▶ [Entries provided]:
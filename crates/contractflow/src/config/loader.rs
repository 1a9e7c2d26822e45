use std::collections::HashSet;
use std::path::Path;

use crate::config::schema::Config;
use crate::error::ConfigError;

const SCHEMA_JSON: &str = include_str!("../../schema/config-v1.json");

pub fn load_config<P: AsRef<Path>>(path: P) -> Result<Config, ConfigError> {
    let path = path.as_ref();
    let content = std::fs::read_to_string(path).map_err(|e| ConfigError::ReadFile {
        path: path.to_path_buf(),
        source: e,
    })?;

    load_config_from_str(&content)
}

pub fn load_config_from_str(content: &str) -> Result<Config, ConfigError> {
    let json_value: serde_json::Value = serde_json::from_str(content)?;

    validate_schema(&json_value)?;

    let config: Config = serde_json::from_value(json_value)?;

    validate_config(&config)?;

    Ok(config)
}

fn validate_schema(json_value: &serde_json::Value) -> Result<(), ConfigError> {
    let schema: serde_json::Value =
        serde_json::from_str(SCHEMA_JSON).map_err(|e| ConfigError::Validation {
            message: format!("Invalid embedded schema JSON: {}", e),
        })?;

    let validator = jsonschema::validator_for(&schema).map_err(|e| ConfigError::Validation {
        message: format!("Failed to compile JSON schema: {}", e),
    })?;

    let error_messages: Vec<String> = validator
        .iter_errors(json_value)
        .map(|e| e.to_string())
        .collect();
    if !error_messages.is_empty() {
        return Err(ConfigError::SchemaValidation {
            errors: error_messages.join("; "),
        });
    }

    Ok(())
}

fn validate_config(config: &Config) -> Result<(), ConfigError> {
    if config.version != "1.0" {
        return Err(ConfigError::Validation {
            message: format!("Unsupported config version: {}", config.version),
        });
    }

    if config.worker_count == 0 {
        return Err(ConfigError::Validation {
            message: "worker_count must be at least 1".to_string(),
        });
    }

    let threshold = config.router.complexity_threshold;
    if !(0.0..=1.0).contains(&threshold) {
        return Err(ConfigError::Validation {
            message: format!("complexity_threshold must be within [0, 1], got {}", threshold),
        });
    }

    if let Some(limit) = &config.client.rate_limit {
        if limit.requests == 0 || limit.period_secs <= 0.0 {
            return Err(ConfigError::Validation {
                message: "rate_limit requires requests > 0 and period_secs > 0".to_string(),
            });
        }
    }

    if config.pipeline.page_concurrency == 0 {
        return Err(ConfigError::Validation {
            message: "page_concurrency must be at least 1".to_string(),
        });
    }

    let mut models = HashSet::new();
    for backend in &config.backends {
        if !models.insert(backend.model.as_str()) {
            return Err(ConfigError::InvalidBackend {
                model: backend.model.clone(),
                reason: "Duplicate backend model".to_string(),
            });
        }
        if !backend.endpoint.starts_with("http://") && !backend.endpoint.starts_with("https://")
        {
            return Err(ConfigError::InvalidBackend {
                model: backend.model.clone(),
                reason: format!("Endpoint must be an http(s) URL: {}", backend.endpoint),
            });
        }
        if backend.input_price_per_million < 0.0 || backend.output_price_per_million < 0.0 {
            return Err(ConfigError::InvalidBackend {
                model: backend.model.clone(),
                reason: "Prices must not be negative".to_string(),
            });
        }
    }

    let roles = &config.router.models;
    if roles.default_worker == roles.expert_fallback
        || roles.expert_fallback == roles.reserve_channel
        || roles.default_worker == roles.reserve_channel
    {
        return Err(ConfigError::Validation {
            message: "default_worker, expert_fallback and reserve_channel must be distinct models"
                .to_string(),
        });
    }

    for (role, model) in [
        ("default_worker", &roles.default_worker),
        ("expert_fallback", &roles.expert_fallback),
        ("reserve_channel", &roles.reserve_channel),
        ("testing", &roles.testing),
    ] {
        if !models.contains(model.as_str()) {
            return Err(ConfigError::Validation {
                message: format!("Router role '{}' uses model '{}' with no backend", role, model),
            });
        }
    }

    Ok(())
}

▶ [Exercise requirements]: Could you show every line of the listing that holds the string "contains"?

▶ [Task result]:
    if !(0.0..=1.0).contains(&threshold) {
        if !models.contains(model.as_str()) {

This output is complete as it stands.